Next, as shown in FIG. 4, a case where the ceiling member 51 thermally expands relative to the cooling plate 52 will be described. For example, when no heat exchange is taking place in the cooling plate 52 or at the beginning of heat exchange, the ceiling member 51 may thermally expand. When the ceiling member 51 thermally expands, the mounting step portion 511 also moves radially outward.
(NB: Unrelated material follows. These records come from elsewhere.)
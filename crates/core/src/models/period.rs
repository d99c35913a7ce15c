//! Period model - one calendar week of registration and play

use std::fmt;
use std::str::FromStr;

use chrono::{DateTime, FixedOffset};
use serde::{Deserialize, Serialize};

use super::{Roster, Schedule};
use crate::error::{Error, Result};

/// Stable identifier of a calendar week: ISO year and ISO week number
///
/// Rendered as `"<year> - WK <week>"`, which is also the persisted form.
#[derive(Debug, Clone, Copy, PartialEq, Eq, PartialOrd, Ord, Hash, Serialize, Deserialize)]
#[serde(try_from = "String", into = "String")]
pub struct PeriodKey {
    pub year: i32,
    pub week: u32,
}

impl PeriodKey {
    pub fn new(year: i32, week: u32) -> Result<Self> {
        if !(1..=53).contains(&week) {
            return Err(Error::InvalidPeriodKey(format!("week {} out of range", week)));
        }
        Ok(Self { year, week })
    }
}

impl fmt::Display for PeriodKey {
    fn fmt(&self, f: &mut fmt::Formatter<'_>) -> fmt::Result {
        write!(f, "{} - WK {}", self.year, self.week)
    }
}

impl FromStr for PeriodKey {
    type Err = Error;

    fn from_str(s: &str) -> Result<Self> {
        let invalid = || Error::InvalidPeriodKey(s.to_string());
        let (year, week) = s.split_once(" - WK ").ok_or_else(invalid)?;
        let year = year.trim().parse().map_err(|_| invalid())?;
        let week = week.trim().parse().map_err(|_| invalid())?;
        PeriodKey::new(year, week)
    }
}

impl TryFrom<String> for PeriodKey {
    type Error = Error;

    fn try_from(s: String) -> Result<Self> {
        s.parse()
    }
}

impl From<PeriodKey> for String {
    fn from(key: PeriodKey) -> Self {
        key.to_string()
    }
}

/// Lifecycle phase of a period
#[derive(Debug, Clone, Copy, PartialEq, Eq)]
pub enum Phase {
    /// Registration may still be accepted
    Collecting,
    /// Roster frozen; terminal for the period
    Locked,
}

impl fmt::Display for Phase {
    fn fmt(&self, f: &mut fmt::Formatter<'_>) -> fmt::Result {
        match self {
            Phase::Collecting => write!(f, "collecting"),
            Phase::Locked => write!(f, "locked"),
        }
    }
}

/// A week's registration state and, once locked, its schedule
#[derive(Debug, Clone, PartialEq, Eq, Serialize, Deserialize)]
pub struct Period {
    #[serde(rename = "week")]
    pub key: PeriodKey,
    pub created_at: DateTime<FixedOffset>,
    pub locked: bool,
    #[serde(default, skip_serializing_if = "Option::is_none")]
    pub locked_at: Option<DateTime<FixedOffset>>,
    #[serde(rename = "players", default)]
    pub roster: Roster,
    #[serde(rename = "matches", default)]
    pub schedule: Schedule,
}

impl Period {
    pub fn new(key: PeriodKey, created_at: DateTime<FixedOffset>) -> Self {
        Self {
            key,
            created_at,
            locked: false,
            locked_at: None,
            roster: Roster::new(),
            schedule: Schedule::new(),
        }
    }

    pub fn phase(&self) -> Phase {
        if self.locked {
            Phase::Locked
        } else {
            Phase::Collecting
        }
    }

    /// Locked, but the schedule was never produced
    pub fn is_missing_schedule(&self) -> bool {
        self.locked && self.schedule.is_empty()
    }
}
As a result, the female screw holder 70 engaged with the mounting step portion 511 also slides horizontally (radially outward from the ceiling member 51).

The guide member 69 of the female screw holder 70 moves relative to the lower sliding seat member 68 because the sliding surface 691 contacts the sliding surface 681 of the lower sliding seat member 68. In other words, the female screw member 66, washer 67, and lower sliding seat member 68 do not follow the sliding of the female screw holder 70 or guide member 69. As a result, the connecting assembly 60 can accommodate the thermal expansion of the ceiling member 51 while reducing the inside of the gap C2 (the side toward the center of the ceiling member 51).

For example, the female screw member 66 is not displaced even by the thermal expansion of the ceiling member 51, and can maintain good screw engagement with the male screw member 61. The connecting assembly 60 can prevent the stress of the thermal expansion of the ceiling member 51 from being applied to the fastening structure 73, and can avoid damage to the connecting assembly 60, the ceiling member 51, or the cooling plate 52, etc.

As described above, the connecting assembly 60 has a sliding structure 74, which allows it to stably connect components with different thermal expansion coefficients. Furthermore, the connecting assembly 60 has sliding structures 74 at multiple locations (locations corresponding to the male threaded member 61 and locations corresponding to the female threaded member 66), which allows it to appropriately accommodate thermal expansion depending on the location of the component with large thermal expansion. Furthermore, the multiple sliding structures 74 can accommodate thermal expansion even when there is a large difference in thermal expansion.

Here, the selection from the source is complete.